Thursday 6 August 2015

World Breastfeeding Week - Breastfeeding Support

Thanks for hopping over from Lycrawidow and welcome to my post for the Keep Britain Breastfeeding Scavenger Hunt Day 6 The People Behind The Breastfeeder; sponsors today include ARDO Breastpumps who are giving away a Calypso Single Breastpump, Breastvest who are offering an essential breastvest duo (1x black and 1x white) in your size and Mother Loves Cookies who are providing a box of delicious lactation cookies for our Grand Prize winner. Over £700 worth of goodies are up for grabs entries via the Rafflecopter at the bottom of this post. 

A Novice Mum's Biggest Supporter - her husband

"As an close observer of my wife's breastfeeding journey, it is incredible to see how far she has come from the painful and tearful early weeks. She now breastfeeds with a confidence I would have found hard to believe if someone had told me in the first few months of our son's life. I remember telling her to give up trying, and to feed him formula because I found it difficult to watch her try again and again to get the "latch", and other such things right. She confidently feeds today, and seeks to encourage breastfeeding mothers, no mean feat."

Sadies Biggest Supporter - her husband

"I asked my husband for a quote and he said, never eat yellow snow, after kicking him he said;I was really pleased that my wife was able to breastfeed. I was always told that "breast was best", and I want the best for my kids. There was also the added bonus that I hardly ever had to get up in the early hours to feed them, as we rarely had formula and bottles in the house." 

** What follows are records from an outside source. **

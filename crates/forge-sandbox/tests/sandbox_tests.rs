//! End-to-end executor scenarios against a real interpreter.
//!
//! Each test skips itself when `python3` is not on PATH.

use forge_sandbox::prelude::*;
use std::time::{Duration, Instant};

fn python_available() -> bool {
    std::process::Command::new("python3")
        .arg("--version")
        .output()
        .map(|o| o.status.success())
        .unwrap_or(false)
}

fn sandbox() -> Sandbox {
    Sandbox::new(SandboxConfig::new())
}

#[tokio::test]
async fn test_print_ok_succeeds() {
    if !python_available() {
        eprintln!("python3 not found, skipping");
        return;
    }
    let limits = SandboxLimits::new(Duration::from_secs(5), 256);
    let outcome = sandbox().execute("print(\"ok\")", &limits).await;

    assert_eq!(outcome.exit_code(), Some(0));
    assert_eq!(outcome.stdout().trim(), "ok");
    assert!(outcome.failure().is_none());
}

#[tokio::test]
async fn test_unmatched_parenthesis_is_syntax_failure() {
    if !python_available() {
        eprintln!("python3 not found, skipping");
        return;
    }
    let limits = SandboxLimits::new(Duration::from_secs(5), 256);
    let outcome = sandbox().execute("print(\"Test\"", &limits).await;

    assert_ne!(outcome.exit_code(), Some(0));
    let failure = outcome.failure().expect("syntax error must be classified");
    assert_eq!(failure.category, FailureCategory::Runtime);
    assert_eq!(failure.label(), "SyntaxError");
    assert!(failure.diagnostic.contains("SyntaxError"));
}

#[tokio::test]
async fn test_sleep_forever_times_out_and_child_is_gone() {
    if !python_available() {
        eprintln!("python3 not found, skipping");
        return;
    }
    let limits =
        SandboxLimits::new(Duration::from_secs(1), 256).with_poll_interval(Duration::from_millis(100));
    let started = Instant::now();
    let outcome = sandbox()
        .execute("import time\nwhile True:\n    time.sleep(1)\n", &limits)
        .await;
    let elapsed = started.elapsed();

    assert_eq!(outcome.category(), Some(FailureCategory::Timeout));
    assert!(outcome.failure().unwrap().diagnostic.starts_with("TimeoutError"));
    // timeout + poll interval, plus generous scheduling slack for CI.
    assert!(elapsed < Duration::from_millis(1_100 + 900), "took {elapsed:?}");

    #[cfg(unix)]
    {
        use nix::sys::signal::kill;
        use nix::unistd::Pid;
        let pid = outcome.pid().expect("child was spawned");
        let alive = kill(Pid::from_raw(i32::try_from(pid).unwrap()), None).is_ok();
        assert!(!alive, "child {pid} still running after timeout");
    }
}

#[cfg(target_os = "linux")]
#[tokio::test]
async fn test_memory_hog_is_terminated() {
    if !python_available() {
        eprintln!("python3 not found, skipping");
        return;
    }
    let limits =
        SandboxLimits::new(Duration::from_secs(10), 64).with_poll_interval(Duration::from_millis(50));
    let code = "import time\nblob = bytearray(400 * 1024 * 1024)\nfor i in range(0, len(blob), 4096):\n    blob[i] = 1\ntime.sleep(30)\n";
    let outcome = sandbox().execute(code, &limits).await;

    assert_eq!(outcome.category(), Some(FailureCategory::MemoryExceeded));
    let failure = outcome.failure().unwrap();
    assert_eq!(failure.label(), "MemoryError");
    // The sampled size varies between runs; the diagnostic must not.
    assert_eq!(failure.diagnostic, "MemoryError: exceeded memory ceiling 64 MB");
}

/// Tenet: the same failing code yields byte-identical stderr on every run.
#[tokio::test]
async fn test_identical_failures_have_identical_stderr() {
    if !python_available() {
        eprintln!("python3 not found, skipping");
        return;
    }
    let limits = SandboxLimits::new(Duration::from_secs(5), 256);
    let code = "def add(a, b):\n    return ad\n\nadd(1, 2)\n";
    let first = sandbox().execute(code, &limits).await;
    let second = sandbox().execute(code, &limits).await;

    assert_eq!(first.failure().unwrap().label(), "NameError");
    assert_eq!(first.stderr(), second.stderr());
    assert_eq!(first.failure(), second.failure());
    assert!(!first.stderr().contains("forge-exec-"), "{}", first.stderr());
    assert!(first.stderr().contains("File \"candidate.py\""), "{}", first.stderr());
}

/// Tenet: concurrent executions leave the process umask as they found it.
#[cfg(unix)]
#[tokio::test(flavor = "multi_thread", worker_threads = 4)]
async fn test_concurrent_executions_restore_umask() {
    if !python_available() {
        eprintln!("python3 not found, skipping");
        return;
    }
    let before = forge_sandbox::umask::current();
    let limits = SandboxLimits::new(Duration::from_secs(5), 256);
    let sandbox = sandbox();
    let code = "import time\ntime.sleep(0.3)\nprint('done')\n";

    let (a, b, c) = tokio::join!(
        sandbox.execute(code, &limits),
        sandbox.execute(code, &limits),
        sandbox.execute(code, &limits),
    );
    for outcome in [&a, &b, &c] {
        assert!(outcome.is_success(), "{:?}", outcome.failure());
    }
    assert_eq!(forge_sandbox::umask::current(), before);
}

/// Tenet: background processes started by a candidate die when it exits.
#[cfg(target_os = "linux")]
#[tokio::test]
async fn test_background_children_are_killed_on_normal_exit() {
    if !python_available() {
        eprintln!("python3 not found, skipping");
        return;
    }
    let limits = SandboxLimits::new(Duration::from_secs(5), 256);
    let code = "import subprocess\np = subprocess.Popen(['sleep', '30'])\nprint(p.pid, flush=True)\n";
    let outcome = sandbox().execute(code, &limits).await;
    assert!(outcome.is_success(), "{:?}", outcome.failure());
    let orphan: u32 = outcome.stdout().trim().parse().unwrap();

    // Gone, or a zombie waiting on a non-reaping init.
    let running = || match std::fs::read_to_string(format!("/proc/{orphan}/stat")) {
        Ok(stat) => stat
            .rsplit(") ")
            .next()
            .and_then(|rest| rest.chars().next())
            .is_some_and(|state| !matches!(state, 'Z' | 'X')),
        Err(_) => false,
    };
    let deadline = Instant::now() + Duration::from_secs(2);
    while running() && Instant::now() < deadline {
        tokio::time::sleep(Duration::from_millis(50)).await;
    }
    assert!(!running(), "background child {orphan} survived the candidate");
}

#[tokio::test]
async fn test_invalid_utf8_is_replaced_not_raised() {
    if !python_available() {
        eprintln!("python3 not found, skipping");
        return;
    }
    let limits = SandboxLimits::new(Duration::from_secs(5), 256);
    let code = "import sys\nsys.stdout.buffer.write(b'ok\\xff\\xfe\\n')\n";
    let outcome = sandbox().execute(code, &limits).await;

    assert!(outcome.is_success());
    assert!(outcome.stdout().starts_with("ok"));
    assert!(outcome.stdout().contains('\u{FFFD}'));
}

#[tokio::test]
async fn test_scoped_directory_is_removed() {
    if !python_available() {
        eprintln!("python3 not found, skipping");
        return;
    }
    let root = tempfile::tempdir().unwrap();
    let sandbox = Sandbox::new(SandboxConfig::new().with_work_root(root.path()));
    let limits = SandboxLimits::new(Duration::from_secs(5), 256);

    let outcome = sandbox
        .execute("import os\nprint(os.getcwd())\nopen('scratch.txt', 'w').write('x')\n", &limits)
        .await;
    assert!(outcome.is_success(), "{:?}", outcome.failure());
    assert!(outcome.stdout().contains("forge-exec-"));

    let leftovers: Vec<_> = std::fs::read_dir(root.path()).unwrap().collect();
    assert!(leftovers.is_empty(), "scoped dir not cleaned: {leftovers:?}");
}

#[tokio::test]
async fn test_runtime_exception_keeps_stdout() {
    if !python_available() {
        eprintln!("python3 not found, skipping");
        return;
    }
    let limits = SandboxLimits::new(Duration::from_secs(5), 256);
    let outcome = sandbox()
        .execute("print('before')\nundefined_name()\n", &limits)
        .await;

    assert_eq!(outcome.stdout().trim(), "before");
    assert_eq!(outcome.exit_code(), Some(1));
    assert_eq!(outcome.failure().unwrap().label(), "NameError");
}

#[tokio::test]
async fn test_outcome_serializes_for_reporting() {
    let outcome = ExecutionOutcome::setup_failure("boom", Duration::from_millis(3));
    let json = serde_json::to_value(&outcome).unwrap();
    assert_eq!(json["failure"]["category"], "executor_setup");
    assert_eq!(json["elapsed"], 3);
}
//! Per-execution ceilings and executor settings
//!
//! Limits are passed into every `execute` call. Nothing here is read from
//! process-wide state.

use std::path::PathBuf;
use std::time::Duration;

/// Default wall-clock ceiling
pub const DEFAULT_TIMEOUT: Duration = Duration::from_secs(10);
/// Default resident memory ceiling in megabytes
pub const DEFAULT_MEMORY_CEILING_MB: u64 = 512;
/// Default watcher poll interval
pub const DEFAULT_POLL_INTERVAL: Duration = Duration::from_millis(100);

/// Ceilings enforced on a single execution
#[derive(Debug, Clone, Copy, PartialEq, Eq)]
pub struct SandboxLimits {
    /// Wall-clock deadline
    pub timeout: Duration,
    /// Resident set ceiling in megabytes
    pub memory_ceiling_mb: u64,
    /// How often the memory poller samples the child
    pub poll_interval: Duration,
}

impl SandboxLimits {
    /// Create limits with the default poll interval
    #[inline]
    #[must_use]
    pub fn new(timeout: Duration, memory_ceiling_mb: u64) -> Self {
        Self {
            timeout,
            memory_ceiling_mb,
            poll_interval: DEFAULT_POLL_INTERVAL,
        }
    }

    /// With poll interval
    #[inline]
    #[must_use]
    pub fn with_poll_interval(mut self, poll_interval: Duration) -> Self {
        self.poll_interval = poll_interval;
        self
    }

    /// Check that every ceiling is positive
    #[must_use]
    pub fn is_valid(&self) -> bool {
        !self.timeout.is_zero() && self.memory_ceiling_mb > 0 && !self.poll_interval.is_zero()
    }
}

impl Default for SandboxLimits {
    fn default() -> Self {
        Self::new(DEFAULT_TIMEOUT, DEFAULT_MEMORY_CEILING_MB)
    }
}

/// How the executor launches candidates
#[derive(Debug, Clone, PartialEq, Eq)]
pub struct SandboxConfig {
    /// Interpreter used to run the candidate file
    pub interpreter: String,
    /// File name the candidate is written to inside the scoped directory
    pub script_name: String,
    /// Niceness added to the child; `None` runs at normal priority
    pub nice_increment: Option<u8>,
    /// Install a `0o077` umask for the duration of each call
    pub restrictive_umask: bool,
    /// Parent directory for scoped working directories (system temp if unset)
    pub work_root: Option<PathBuf>,
}

impl SandboxConfig {
    /// Create default configuration
    #[inline]
    #[must_use]
    pub fn new() -> Self {
        Self::default()
    }

    /// With interpreter
    #[inline]
    #[must_use]
    pub fn with_interpreter(mut self, interpreter: impl Into<String>) -> Self {
        self.interpreter = interpreter.into();
        self
    }

    /// With niceness increment
    #[inline]
    #[must_use]
    pub fn with_nice_increment(mut self, increment: Option<u8>) -> Self {
        self.nice_increment = increment;
        self
    }

    /// With work root
    #[inline]
    #[must_use]
    pub fn with_work_root(mut self, root: impl Into<PathBuf>) -> Self {
        self.work_root = Some(root.into());
        self
    }

    /// With or without the restrictive umask
    #[inline]
    #[must_use]
    pub fn with_restrictive_umask(mut self, enabled: bool) -> Self {
        self.restrictive_umask = enabled;
        self
    }
}

impl Default for SandboxConfig {
    fn default() -> Self {
        Self {
            interpreter: "python3".to_string(),
            script_name: "candidate.py".to_string(),
            nice_increment: Some(10),
            restrictive_umask: true,
            work_root: None,
        }
    }
}

#[cfg(test)]
mod tests {
    use super::*;

    #[test]
    fn test_default_limits_are_valid() {
        assert!(SandboxLimits::default().is_valid());
    }

    #[test]
    fn test_zero_ceilings_are_invalid() {
        assert!(!SandboxLimits::new(Duration::ZERO, 256).is_valid());
        assert!(!SandboxLimits::new(Duration::from_secs(1), 0).is_valid());
        assert!(!SandboxLimits::default()
            .with_poll_interval(Duration::ZERO)
            .is_valid());
    }
}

Laura's Biggest Supporter - her husband

"I am of the opinion that the child will end up the same regardless of breast or formula fed but I am supportive on that what you think is best for our children is what's right for us as a family and I will support you 110% on this. And I don't like night feeds so thats a bonus. Hashtag-plus-its-cheaper"

Georgina - The peer supporter who saved our breastfeeding journey!

My daughter was 4 days old when we trundled into the nearest baby cafĂ© desperate for some kind of support, anything really, you know what it's like with the day 4 hormones sending you into a whirlpool of emotions. Nipples were throbbing, breasts were swollen and engorged and my daughter kept slipping off once latched. I remember crying as everything was so over whelming and everyone was so kind! The lady, who I'll refer to as A was running the support group and came over to speak to me, listened as I cried, showed me different positions to feed and gently suggested I attend the next La Leche League meeting as she thought E might have had a tongue tie (she did have a posterior tongue tie in the end). If I hadn't gone to that group on that morning and encountered that peer supporter I honestly think I wouldn't have continued breastfeeding. A was one of the main reasons I trained as a peer supporter myself. So I could help change the path of someone else's breastfeeding journey.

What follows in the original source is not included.